Taking the third chapter of the Gospel of John as her authority, the teacher had been discoursing forcefully and at considerable length about the necessity to be “born again”—a concept that Gracie, frankly, had never fully comprehended — when she, the teacher, noticed that a shoelace had come undone and bent to tie it (undoubtedly much tighter than function required). Taking advantage of the lull, Gracie impulsively acted to contribute to what so far had been a one-sided discussion.
“My uncle Moe says that when he dies he’s gonna be born again as a vinegar eel.”
Still in the process of knotting her lace, the teacher commenced to sputter, but before she could straighten up, a curious boy asked, “What’s that?”
“Oh,” said Gracie in her chirpy voice, “a vinegar eel is a paradise — no, I mean…a para site ; yeah, that’s right, a parasite that lives I think in Germany. It bores into the sides of beer steins over there — they’re made outta clay, you know — and it lives on the foam that slops over the top. Uncle Moe…”
“Enough!” screeched the teacher. She seized the startled Gracie by the shoulders and yanked her from her chair. “That’ll be enough out of you, little heathen.” Her face the color of a grape Popsicle, she pulled Gracie to the door and shoved her through it. “You wait out here until after class. We’ll deal with you later.”

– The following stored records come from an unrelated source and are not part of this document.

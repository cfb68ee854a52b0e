// Copyright 2025 the Trellis Authors
// SPDX-License-Identifier: Apache-2.0 OR MIT

//! Focus and focus-visible tracking.
//!
//! A control shows a focus ring only when the user is navigating with the keyboard.
//! [`FocusState`] records whether the control has focus and whether that focus
//! should be visible, based on how focus arrived and on the input that followed.

use crate::event::{FocusEvent, FocusModality, Key, KeyboardEvent, Modifiers};

/// Focus state of one control.
#[derive(Copy, Clone, Debug, Default, PartialEq, Eq, Hash)]
pub struct FocusState {
    focused: bool,
    focus_visible: bool,
}

impl FocusState {
    /// Create an unfocused state.
    pub fn new() -> Self {
        Self::default()
    }

    /// Whether the control has focus.
    pub fn is_focused(&self) -> bool {
        self.focused
    }

    /// Whether the control has focus that should be indicated.
    pub fn is_focus_visible(&self) -> bool {
        self.focus_visible
    }

    /// Record the control receiving focus.
    pub fn on_focus(&mut self, event: &FocusEvent) {
        self.focused = true;
        self.focus_visible = matches!(
            event.modality,
            FocusModality::Keyboard | FocusModality::Virtual
        );
        tracing::trace!(modality = ?event.modality, visible = self.focus_visible, "focus");
    }

    /// Record the control losing focus.
    pub fn on_blur(&mut self) {
        self.focused = false;
        self.focus_visible = false;
        tracing::trace!("blur");
    }

    /// Record a key press while focused.
    ///
    /// Any key other than a shortcut chord switches to keyboard modality, so a control
    /// focused by mouse shows its ring once the user starts typing or navigating.
    pub fn on_key_down(&mut self, event: &KeyboardEvent) {
        if !self.focused || event.key == Key::Other {
            return;
        }
        let chord = event
            .modifiers
            .intersects(Modifiers::CONTROL | Modifiers::META | Modifiers::ALT);
        if !chord {
            self.focus_visible = true;
        }
    }

    /// Record a pointer press while focused; pointer modality hides the ring.
    pub fn on_pointer_down(&mut self) {
        self.focus_visible = false;
    }
}
// Copyright 2025 the Trellis Authors
// SPDX-License-Identifier: Apache-2.0 OR MIT

// After you edit the crate's doc comment, run this command, then check README.md for any missing links
// cargo rdme --workspace-project=trellis_event_state --heading-base-level=0

//! Trellis Event State: input normalization for headless controls.
//!
//! This crate turns raw, DOM-like input into the interaction states an accessible
//! control renders: pressed, hovered, focused and focus-visible. It contains no
//! widgets and no reactive runtime; each machine is a plain struct that consumes
//! events and reports transitions, so it can be driven by any toolkit and tested
//! without one.
//!
//! - [`event`]: the event model ([`PointerEvent`](event::PointerEvent),
//!   [`KeyboardEvent`](event::KeyboardEvent), [`MouseEvent`](event::MouseEvent), ...)
//!   and the [`DomEvent`](event::DomEvent) union hosts dispatch.
//! - [`handlers`]: typed handler slots and caller-first composition.
//! - [`press`]: [`PressState`](press::PressState), pointer/keyboard/virtual press
//!   recognition with cancellation and target-leave tracking.
//! - [`hover`]: [`HoverState`](hover::HoverState), pointer hover that ignores touch.
//! - [`focus`]: [`FocusState`](focus::FocusState), focus and focus-visible.
//!
//! Positions and bounds use [`kurbo`] types, like the rest of the geometry in a
//! Kurbo-based UI stack.
//!
//! ## Features
//!
//! - `std` (default): enables `std` support for `kurbo`.
//! - `libm`: enables `no_std` builds that rely on `libm` for floating-point math.
//!
//! This crate is `no_std` and uses `alloc`.

#![no_std]

extern crate alloc;

pub mod event;
pub mod focus;
pub mod handlers;
pub mod hover;
pub mod press;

The Sunday school building was connected to the main church by a colonnade, which, we’d better explain, is a narrow walkway covered by a roof that’s supported by columns. One side of this walkway was open to the weather, and you can guess — can’t you? — what Seattle’s weather was like that morning. (If you said “drizzly,” you’re a winner.) And because the season was late October, it was also rather chilly. Therefore, when Mrs. Perkel came upon Gracie in the colonnade to which the bewildered girl had been exiled, there was a fair amount of shivering, chattering, and sniffling going on.